Perfection in Recovery is a Myth
Also, allow yourself to make mistakes. No one is perfect except Jesus. As long as you are moving in a much more positive direction than you had been in the past, that’s the thing to focus on. Giving yourself a break will help relieve any guilt in addiction recovery that you may be feeling. Oftentimes, those in recovery experience tremendous amounts of guilt over relatively minor mistakes. Remind yourself that it’s okay to make mistakes, forgive yourself and move back in a positive direction.
It’s also important to remember that Jesus died on the cross so that our sins would be forgiven. Regardless of anything that you might have done in your life, you are loved by God. You do not have to earn His love. Be thankful for that and keep that in mind during both hard times and good and whether others in your life are upset with you because of things that you have done or they are grateful because of what you have done to enrich your life and perhaps theirs too.

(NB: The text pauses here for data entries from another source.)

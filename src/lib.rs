//! Tabular data access over spreadsheet grids.
//!
//! Each table is a named sheet whose first row holds the field names and whose
//! first column holds the row identity. [`table_service::TableService`] layers
//! generic CRUD on top of a [`grid::GridAccessor`]; entity repositories such as
//! [`repository::BankRepository`] build typed operations on that, and
//! [`api::BankApi`] wraps them in the response envelope served over HTTP.

pub mod api;
pub mod codec;
pub mod config;
pub mod error;
pub mod grid;
pub mod id;
pub mod models;
pub mod repository;
pub mod schema;
pub mod server;
pub mod settings;
pub mod setup;
pub mod table_service;
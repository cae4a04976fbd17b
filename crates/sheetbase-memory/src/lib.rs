//! In-memory `GridStore` implementation.
//!
//! Every sheet is a vector of rows; rows are vectors of cells and may be
//! ragged. Reads pad missing positions with `CellValue::Empty`.

use std::{
    collections::BTreeMap,
    sync::{Arc, RwLock, RwLockReadGuard, RwLockWriteGuard},
};

use sheetbase_core::{
    check_delete_range, check_spreadsheet_id, CellValue, GridRange, GridStore, StorageError,
};

#[derive(Clone, Default)]
struct SheetData {
    position: usize,
    rows: Vec<Vec<CellValue>>,
}

impl SheetData {
    fn last_row(&self) -> usize {
        self.rows
            .iter()
            .rposition(|row| row.iter().any(|c| !c.is_empty()))
            .map(|i| i + 1)
            .unwrap_or(0)
    }

    fn last_column(&self) -> usize {
        self.rows
            .iter()
            .filter_map(|row| row.iter().rposition(|c| !c.is_empty()))
            .map(|i| i + 1)
            .max()
            .unwrap_or(0)
    }

    fn cell(&self, row: usize, column: usize) -> CellValue {
        self.rows
            .get(row - 1)
            .and_then(|r| r.get(column - 1))
            .cloned()
            .unwrap_or_default()
    }

    fn set(&mut self, row: usize, column: usize, value: CellValue) {
        if self.rows.len() < row {
            self.rows.resize_with(row, Vec::new);
        }
        let cells = &mut self.rows[row - 1];
        if cells.len() < column {
            cells.resize(column, CellValue::Empty);
        }
        cells[column - 1] = value.normalized();
    }
}

pub struct InMemoryGrid {
    id: String,
    sheets: RwLock<BTreeMap<Arc<str>, SheetData>>,
}

impl InMemoryGrid {
    /// Opens an empty grid under `id`. Fails for blank or placeholder ids.
    pub fn open(id: &str) -> Result<Self, StorageError> {
        check_spreadsheet_id(id)?;
        tracing::debug!(spreadsheet_id = id, "Opened in-memory grid");
        Ok(Self {
            id: id.to_string(),
            sheets: RwLock::new(BTreeMap::new()),
        })
    }

    /// Opens a grid and seeds it with header-only sheets.
    pub fn with_sheets(id: &str, sheets: &[(&str, &[&str])]) -> Result<Self, StorageError> {
        let grid = Self::open(id)?;
        for (name, headers) in sheets {
            grid.insert_sheet(name)?;
            let header: Vec<CellValue> = headers.iter().map(|h| CellValue::from(*h)).collect();
            grid.write_range(name, 1, 1, &[header])?;
        }
        Ok(grid)
    }

    fn read(&self) -> Result<RwLockReadGuard<'_, BTreeMap<Arc<str>, SheetData>>, StorageError> {
        self.sheets.read().map_err(|_| StorageError::LockPoisoned)
    }

    fn write(&self) -> Result<RwLockWriteGuard<'_, BTreeMap<Arc<str>, SheetData>>, StorageError> {
        self.sheets.write().map_err(|_| StorageError::LockPoisoned)
    }

    fn with_sheet<T>(&self, sheet: &str, f: impl FnOnce(&SheetData) -> T) -> Result<T, StorageError> {
        let sheets = self.read()?;
        let data = sheets
            .get(sheet)
            .ok_or_else(|| StorageError::SheetNotFound(sheet.to_string()))?;
        Ok(f(data))
    }

    fn with_sheet_mut<T>(
        &self,
        sheet: &str,
        f: impl FnOnce(&mut SheetData) -> Result<T, StorageError>,
    ) -> Result<T, StorageError> {
        let mut sheets = self.write()?;
        let data = sheets
            .get_mut(sheet)
            .ok_or_else(|| StorageError::SheetNotFound(sheet.to_string()))?;
        f(data)
    }
}

impl GridStore for InMemoryGrid {
    fn spreadsheet_id(&self) -> &str {
        &self.id
    }

    fn sheet_names(&self) -> Result<Vec<String>, StorageError> {
        let sheets = self.read()?;
        let mut names: Vec<(usize, &Arc<str>)> = sheets.iter().map(|(k, v)| (v.position, k)).collect();
        names.sort_by_key(|(position, _)| *position);
        Ok(names.into_iter().map(|(_, name)| name.to_string()).collect())
    }

    fn has_sheet(&self, sheet: &str) -> Result<bool, StorageError> {
        Ok(self.read()?.contains_key(sheet))
    }

    fn insert_sheet(&self, sheet: &str) -> Result<(), StorageError> {
        let mut sheets = self.write()?;
        let key: Arc<str> = Arc::from(sheet);
        if sheets.contains_key(&key) {
            return Err(StorageError::SheetAlreadyExists(sheet.to_string()));
        }
        let position = sheets.len();
        sheets.insert(key, SheetData { position, rows: Vec::new() });
        tracing::debug!(sheet, "Sheet inserted");
        Ok(())
    }

    fn last_row(&self, sheet: &str) -> Result<usize, StorageError> {
        self.with_sheet(sheet, SheetData::last_row)
    }

    fn last_column(&self, sheet: &str) -> Result<usize, StorageError> {
        self.with_sheet(sheet, SheetData::last_column)
    }

    fn read_range(&self, sheet: &str, range: GridRange) -> Result<Vec<Vec<CellValue>>, StorageError> {
        range.validate()?;
        self.with_sheet(sheet, |data| {
            (range.row..range.row + range.rows)
                .map(|row| {
                    (range.column..range.column + range.columns)
                        .map(|column| data.cell(row, column))
                        .collect()
                })
                .collect()
        })
    }

    fn write_range(&self, sheet: &str, row: usize, column: usize, values: &[Vec<CellValue>]) -> Result<(), StorageError> {
        GridRange::new(row, column, values.len(), 1).validate()?;
        self.with_sheet_mut(sheet, |data| {
            for (r, cells) in values.iter().enumerate() {
                for (c, value) in cells.iter().enumerate() {
                    data.set(row + r, column + c, value.clone());
                }
            }
            Ok(())
        })
    }

    fn append_row(&self, sheet: &str, values: &[CellValue]) -> Result<(), StorageError> {
        self.with_sheet_mut(sheet, |data| {
            let row = data.last_row() + 1;
            data.rows.truncate(row - 1);
            data.rows.push(values.iter().cloned().map(CellValue::normalized).collect());
            Ok(())
        })
    }

    fn delete_rows(&self, sheet: &str, start: usize, count: usize) -> Result<(), StorageError> {
        self.with_sheet_mut(sheet, |data| {
            check_delete_range(start, count, data.last_row())?;
            data.rows.drain(start - 1..start - 1 + count);
            tracing::debug!(sheet, start, count, "Rows deleted");
            Ok(())
        })
    }
}

#[cfg(test)]
mod tests {
    use super::*;

    fn grid() -> InMemoryGrid {
        InMemoryGrid::with_sheets("test", &[("Banks", &["bank_id", "name", "active"])]).unwrap()
    }

    fn text(s: &str) -> CellValue {
        CellValue::from(s)
    }

    #[test]
    fn test_open_rejects_placeholder() {
        assert!(matches!(
            InMemoryGrid::open(sheetbase_core::PLACEHOLDER_SPREADSHEET_ID),
            Err(StorageError::SpreadsheetNotFound(_))
        ));
        assert!(InMemoryGrid::open("  ").is_err());
    }

    #[test]
    fn test_missing_sheet() {
        let grid = grid();
        assert!(matches!(grid.last_row("Nope"), Err(StorageError::SheetNotFound(_))));
        assert!(matches!(grid.insert_sheet("Banks"), Err(StorageError::SheetAlreadyExists(_))));
    }

    #[test]
    fn test_append_and_read() {
        let grid = grid();
        assert_eq!(grid.last_row("Banks").unwrap(), 1);
        assert_eq!(grid.last_column("Banks").unwrap(), 3);

        grid.append_row("Banks", &[text("A"), text("Alpha"), CellValue::Bool(true)]).unwrap();
        grid.append_row("Banks", &[text("B"), text(""), CellValue::Bool(false)]).unwrap();
        assert_eq!(grid.last_row("Banks").unwrap(), 3);

        let rows = grid.read_range("Banks", GridRange::new(2, 1, 2, 4)).unwrap();
        assert_eq!(rows[0], vec![text("A"), text("Alpha"), CellValue::Bool(true), CellValue::Empty]);
        assert_eq!(rows[1][1], CellValue::Empty);
    }

    #[test]
    fn test_delete_shifts_rows() {
        let grid = grid();
        for id in ["A", "B", "C"] {
            grid.append_row("Banks", &[text(id)]).unwrap();
        }
        grid.delete_row("Banks", 3).unwrap();
        let rows = grid.read_range("Banks", GridRange::new(2, 1, 2, 1)).unwrap();
        assert_eq!(rows, vec![vec![text("A")], vec![text("C")]]);
        assert!(matches!(
            grid.delete_row("Banks", 9),
            Err(StorageError::RowOutOfRange { row: 9, last_row: 3 })
        ));
    }

    #[test]
    fn test_blank_rows_do_not_count() {
        let grid = grid();
        grid.write_range("Banks", 4, 1, &[vec![text("X")]]).unwrap();
        assert_eq!(grid.last_row("Banks").unwrap(), 4);
        grid.write_range("Banks", 4, 1, &[vec![CellValue::Empty]]).unwrap();
        assert_eq!(grid.last_row("Banks").unwrap(), 1);

        grid.append_row("Banks", &[text("Y")]).unwrap();
        assert_eq!(grid.last_row("Banks").unwrap(), 2);
    }

    #[test]
    fn test_sheet_order() {
        let grid = InMemoryGrid::open("test").unwrap();
        grid.insert_sheet("Zeta").unwrap();
        grid.insert_sheet("Alpha").unwrap();
        assert_eq!(grid.sheet_names().unwrap(), vec!["Zeta".to_string(), "Alpha".to_string()]);
    }
}
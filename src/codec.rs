//! Conversion between typed row objects and flat cell rows.
//!
//! Encoding walks the live header: each field takes the object's value for
//! that key, dates are rendered with the configured pattern, booleans pass
//! through and missing or null values become empty cells. Decoding zips the
//! header with the cells positionally and applies no coercion, so readers
//! must treat every value as weakly typed.

use std::collections::BTreeMap;

use serde::{ser::SerializeMap, Serialize, Serializer};
use sheetbase_core::CellValue;
use time::{format_description, Date, PrimitiveDateTime};

use crate::error::TableError;

pub const DEFAULT_DATE_FORMAT: &str = "[year]-[month]-[day]";
pub const DEFAULT_DATETIME_FORMAT: &str = "[year]-[month]-[day] [hour]:[minute]:[second]";

/// A typed value on its way into the grid.
#[derive(Debug, Clone, PartialEq)]
pub enum Value {
    Null,
    Bool(bool),
    Number(f64),
    Text(String),
    Date(Date),
    DateTime(PrimitiveDateTime),
}

impl From<&str> for Value {
    fn from(value: &str) -> Self {
        Value::Text(value.to_string())
    }
}

impl From<String> for Value {
    fn from(value: String) -> Self {
        Value::Text(value)
    }
}

impl From<bool> for Value {
    fn from(value: bool) -> Self {
        Value::Bool(value)
    }
}

impl From<f64> for Value {
    fn from(value: f64) -> Self {
        Value::Number(value)
    }
}

impl From<i64> for Value {
    fn from(value: i64) -> Self {
        Value::Number(value as f64)
    }
}

impl From<Date> for Value {
    fn from(value: Date) -> Self {
        Value::Date(value)
    }
}

impl From<PrimitiveDateTime> for Value {
    fn from(value: PrimitiveDateTime) -> Self {
        Value::DateTime(value)
    }
}

impl<T: Into<Value>> From<Option<T>> for Value {
    fn from(value: Option<T>) -> Self {
        value.map(Into::into).unwrap_or(Value::Null)
    }
}

impl From<CellValue> for Value {
    fn from(value: CellValue) -> Self {
        match value {
            CellValue::Empty => Value::Null,
            CellValue::Bool(b) => Value::Bool(b),
            CellValue::Number(n) => Value::Number(n),
            CellValue::Text(s) => Value::Text(s),
        }
    }
}

/// A field-name keyed set of values. Keys not present in the header are
/// ignored when encoding.
#[derive(Debug, Clone, Default, PartialEq)]
pub struct RowObject {
    values: BTreeMap<String, Value>,
}

impl RowObject {
    pub fn new() -> Self {
        Self::default()
    }

    pub fn with(mut self, field: &str, value: impl Into<Value>) -> Self {
        self.set(field, value);
        self
    }

    pub fn set(&mut self, field: &str, value: impl Into<Value>) {
        self.values.insert(field.to_string(), value.into());
    }

    pub fn get(&self, field: &str) -> Option<&Value> {
        self.values.get(field)
    }
}

/// One data row as read from the grid, in header order.
#[derive(Debug, Clone, Default, PartialEq)]
pub struct Record {
    fields: Vec<(String, CellValue)>,
}

impl Record {
    pub fn get(&self, field: &str) -> Option<&CellValue> {
        self.fields.iter().find(|(name, _)| name == field).map(|(_, v)| v)
    }

    pub fn text(&self, field: &str) -> Option<&str> {
        self.get(field).and_then(CellValue::as_text)
    }

    /// The cell rendered as a string whatever its stored type.
    pub fn display(&self, field: &str) -> String {
        self.get(field).map(ToString::to_string).unwrap_or_default()
    }

    /// `true` only for a stored boolean `true`.
    pub fn is_true(&self, field: &str) -> bool {
        self.get(field).and_then(CellValue::as_bool) == Some(true)
    }

    pub fn bool(&self, field: &str) -> Option<bool> {
        self.get(field).and_then(CellValue::as_bool)
    }

    pub fn number(&self, field: &str) -> Option<f64> {
        self.get(field).and_then(CellValue::as_number)
    }

    pub fn iter(&self) -> impl Iterator<Item = (&str, &CellValue)> {
        self.fields.iter().map(|(k, v)| (k.as_str(), v))
    }
}

impl Serialize for Record {
    fn serialize<S: Serializer>(&self, serializer: S) -> Result<S::Ok, S::Error> {
        let mut map = serializer.serialize_map(Some(self.fields.len()))?;
        for (field, value) in &self.fields {
            map.serialize_entry(field, value)?;
        }
        map.end()
    }
}

#[derive(Debug, Clone)]
pub struct RowCodec {
    date_format: String,
    datetime_format: String,
}

impl Default for RowCodec {
    fn default() -> Self {
        Self {
            date_format: DEFAULT_DATE_FORMAT.to_string(),
            datetime_format: DEFAULT_DATETIME_FORMAT.to_string(),
        }
    }
}

fn invalid_pattern(pattern: &str, e: time::error::InvalidFormatDescription) -> TableError {
    TableError::InvalidPattern {
        pattern: pattern.to_string(),
        message: e.to_string(),
    }
}

fn check_pattern(pattern: &str) -> Result<(), TableError> {
    format_description::parse(pattern)
        .map(|_| ())
        .map_err(|e| invalid_pattern(pattern, e))
}

impl RowCodec {
    /// Builds a codec, rejecting malformed `time` format descriptions up front.
    pub fn new(date_format: &str, datetime_format: &str) -> Result<Self, TableError> {
        check_pattern(date_format)?;
        check_pattern(datetime_format)?;
        Ok(Self {
            date_format: date_format.to_string(),
            datetime_format: datetime_format.to_string(),
        })
    }

    pub fn encode_value(&self, field: &str, value: &Value) -> Result<CellValue, TableError> {
        let format_err = |source: time::error::Format| TableError::Format { field: field.to_string(), source };
        let cell = match value {
            Value::Null => CellValue::Empty,
            Value::Bool(b) => CellValue::Bool(*b),
            Value::Number(n) => CellValue::Number(*n),
            Value::Text(s) => CellValue::from(s.as_str()),
            Value::Date(d) => {
                let items = format_description::parse(&self.date_format)
                    .map_err(|e| invalid_pattern(&self.date_format, e))?;
                CellValue::Text(d.format(&items).map_err(format_err)?)
            }
            Value::DateTime(dt) => {
                let items = format_description::parse(&self.datetime_format)
                    .map_err(|e| invalid_pattern(&self.datetime_format, e))?;
                CellValue::Text(dt.format(&items).map_err(format_err)?)
            }
        };
        Ok(cell)
    }

    /// Flattens `object` into one cell per header field.
    pub fn encode(&self, headers: &[String], object: &RowObject) -> Result<Vec<CellValue>, TableError> {
        headers
            .iter()
            .map(|header| match object.get(header) {
                Some(value) => self.encode_value(header, value),
                None => Ok(CellValue::Empty),
            })
            .collect()
    }

    /// Overlays `updates` on `current`: header fields present in `updates`
    /// are re-encoded, every other position keeps its current cell.
    pub fn merge(&self, headers: &[String], current: &[CellValue], updates: &RowObject) -> Result<Vec<CellValue>, TableError> {
        headers
            .iter()
            .enumerate()
            .map(|(i, header)| match updates.get(header) {
                Some(value) => self.encode_value(header, value),
                None => Ok(current.get(i).cloned().unwrap_or_default()),
            })
            .collect()
    }

    /// Zips header names with cells. Blank header cells are skipped.
    pub fn decode(&self, headers: &[String], row: Vec<CellValue>) -> Record {
        let mut cells = row.into_iter();
        let fields = headers
            .iter()
            .map(|header| (header, cells.next().unwrap_or_default()))
            .filter(|(header, _)| !header.is_empty())
            .map(|(header, cell)| (header.clone(), cell))
            .collect();
        Record { fields }
    }
}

Another consideration to keep in mind is that you may have felt shame before you became addicted to one or more substances, and that could have been what helped cause your life to go down that path. But, regardless of how you may have been treated by others in your life, then and now, know that God loves you and forgives you. And it’s important for you to face any guilt or shame that you may be experiencing for whatever reason face-on. That’s what’s going to cause you to have a much more balanced, healthy life than you may have had up to this point.
Experiencing Joy in Recovery
The bottom line is that you have been jarred into making a substantial change in your life, and engaging in recovery is exactly what you should be doing now. But don’t let that jarring effect result in crippling guilt that harms your ability to continue to recover from your addiction and to improve the quality of your life and the quality of your relationships with others. Understand that, even though you may not be proud of what happened in the past, you are doing everything that you can to recover from that, and that is all that you can ask of yourself.